• Exercise aim:
Copy the entries exactly, through the "the compiled script" line.

• Collection entries:

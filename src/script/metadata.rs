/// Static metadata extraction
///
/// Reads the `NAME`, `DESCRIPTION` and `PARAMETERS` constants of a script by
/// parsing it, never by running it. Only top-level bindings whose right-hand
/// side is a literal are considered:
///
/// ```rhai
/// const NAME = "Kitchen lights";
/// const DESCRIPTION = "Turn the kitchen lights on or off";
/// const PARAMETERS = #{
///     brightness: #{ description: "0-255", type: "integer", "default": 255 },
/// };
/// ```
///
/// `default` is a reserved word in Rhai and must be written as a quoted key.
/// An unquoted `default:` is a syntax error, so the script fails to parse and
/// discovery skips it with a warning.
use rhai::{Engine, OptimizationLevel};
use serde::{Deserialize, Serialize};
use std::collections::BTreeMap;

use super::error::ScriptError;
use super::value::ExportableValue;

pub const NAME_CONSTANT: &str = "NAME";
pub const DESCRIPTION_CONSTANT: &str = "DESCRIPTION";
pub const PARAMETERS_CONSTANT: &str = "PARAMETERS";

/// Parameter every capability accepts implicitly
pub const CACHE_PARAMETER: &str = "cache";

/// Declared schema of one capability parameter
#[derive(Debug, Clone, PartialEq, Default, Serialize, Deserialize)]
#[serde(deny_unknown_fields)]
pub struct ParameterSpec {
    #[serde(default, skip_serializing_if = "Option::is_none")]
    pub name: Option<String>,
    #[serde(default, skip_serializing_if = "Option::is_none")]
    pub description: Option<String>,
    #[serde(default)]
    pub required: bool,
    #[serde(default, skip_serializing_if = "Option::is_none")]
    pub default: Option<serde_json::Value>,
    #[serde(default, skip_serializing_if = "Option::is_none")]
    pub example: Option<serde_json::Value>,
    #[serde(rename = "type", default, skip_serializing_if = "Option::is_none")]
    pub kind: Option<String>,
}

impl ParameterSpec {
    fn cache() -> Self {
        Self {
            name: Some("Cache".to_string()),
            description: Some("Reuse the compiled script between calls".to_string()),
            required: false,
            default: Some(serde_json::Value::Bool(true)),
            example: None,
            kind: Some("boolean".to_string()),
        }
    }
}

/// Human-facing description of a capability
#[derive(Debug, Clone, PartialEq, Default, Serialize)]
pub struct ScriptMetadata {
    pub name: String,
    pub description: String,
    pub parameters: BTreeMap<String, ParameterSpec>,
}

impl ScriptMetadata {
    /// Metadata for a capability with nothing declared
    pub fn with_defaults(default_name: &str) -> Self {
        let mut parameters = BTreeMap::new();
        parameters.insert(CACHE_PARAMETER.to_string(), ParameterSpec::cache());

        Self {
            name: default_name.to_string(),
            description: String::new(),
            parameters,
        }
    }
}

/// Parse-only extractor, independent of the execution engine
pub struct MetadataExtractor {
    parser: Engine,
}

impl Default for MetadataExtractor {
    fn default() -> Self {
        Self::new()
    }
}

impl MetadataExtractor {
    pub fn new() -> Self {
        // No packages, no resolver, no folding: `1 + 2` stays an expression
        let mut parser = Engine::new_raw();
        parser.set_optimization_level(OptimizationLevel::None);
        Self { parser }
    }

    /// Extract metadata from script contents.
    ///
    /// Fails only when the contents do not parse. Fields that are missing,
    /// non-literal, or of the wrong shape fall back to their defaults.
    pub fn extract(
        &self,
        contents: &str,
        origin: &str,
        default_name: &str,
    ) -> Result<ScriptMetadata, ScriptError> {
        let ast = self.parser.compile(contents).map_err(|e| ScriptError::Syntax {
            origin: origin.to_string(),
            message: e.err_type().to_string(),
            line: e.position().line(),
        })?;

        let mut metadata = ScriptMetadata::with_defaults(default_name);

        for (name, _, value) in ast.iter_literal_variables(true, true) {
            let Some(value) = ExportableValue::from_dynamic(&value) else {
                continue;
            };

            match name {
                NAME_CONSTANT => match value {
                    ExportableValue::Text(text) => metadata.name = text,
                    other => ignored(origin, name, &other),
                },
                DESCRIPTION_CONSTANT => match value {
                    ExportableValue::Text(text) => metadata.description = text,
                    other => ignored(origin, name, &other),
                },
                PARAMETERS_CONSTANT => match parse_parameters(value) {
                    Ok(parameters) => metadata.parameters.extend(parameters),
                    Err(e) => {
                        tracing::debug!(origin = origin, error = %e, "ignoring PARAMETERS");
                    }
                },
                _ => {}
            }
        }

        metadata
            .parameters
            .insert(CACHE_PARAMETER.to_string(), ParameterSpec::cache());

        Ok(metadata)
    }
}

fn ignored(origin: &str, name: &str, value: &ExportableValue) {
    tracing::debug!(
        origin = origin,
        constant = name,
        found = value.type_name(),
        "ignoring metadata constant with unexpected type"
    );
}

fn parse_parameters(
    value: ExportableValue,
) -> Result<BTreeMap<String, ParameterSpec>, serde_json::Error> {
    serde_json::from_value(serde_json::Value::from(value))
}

• The completed task:
filename src/script/metadata.rs
/// Static metadata extraction
///
/// Reads the `NAME`, `DESCRIPTION` and `PARAMETERS` constants of a script by
/// parsing it, never by running it. Only top-level bindings whose right-hand
/// side is a literal are considered:
///
/// ```rhai
/// const NAME = "Kitchen lights";
/// const DESCRIPTION = "Turn the kitchen lights on or off";
/// const PARAMETERS = #{
///     brightness: #{ description: "0-255", type: "integer", "default": 255 },
/// };
/// ```
///
/// `default` is a reserved word in Rhai and must be written as a quoted key.
/// An unquoted `default:` is a syntax error, so the script fails to parse and
/// discovery skips it with a warning.
use rhai::{Engine, OptimizationLevel};
use serde::{Deserialize, Serialize};
use std::collections::BTreeMap;

use super::error::ScriptError;
use super::value::ExportableValue;

pub const NAME_CONSTANT: &str = "NAME";
pub const DESCRIPTION_CONSTANT: &str = "DESCRIPTION";
pub const PARAMETERS_CONSTANT: &str = "PARAMETERS";

/// Parameter every capability accepts implicitly
pub const CACHE_PARAMETER: &str = "cache";

/// Declared schema of one capability parameter
#[derive(Debug, Clone, PartialEq, Default, Serialize, Deserialize)]
#[serde(deny_unknown_fields)]
pub struct ParameterSpec {
    #[serde(default, skip_serializing_if = "Option::is_none")]
    pub name: Option<String>,
    #[serde(default, skip_serializing_if = "Option::is_none")]
    pub description: Option<String>,
    #[serde(default)]
    pub required: bool,
    #[serde(default, skip_serializing_if = "Option::is_none")]
    pub default: Option<serde_json::Value>,
    #[serde(default, skip_serializing_if = "Option::is_none")]
    pub example: Option<serde_json::Value>,
    #[serde(rename = "type", default, skip_serializing_if = "Option::is_none")]
    pub kind: Option<String>,
}

impl ParameterSpec {
    fn cache() -> Self {
        Self {
            name: Some("Cache".to_string()),
            description: Some("Reuse the compiled script between calls".to_string()),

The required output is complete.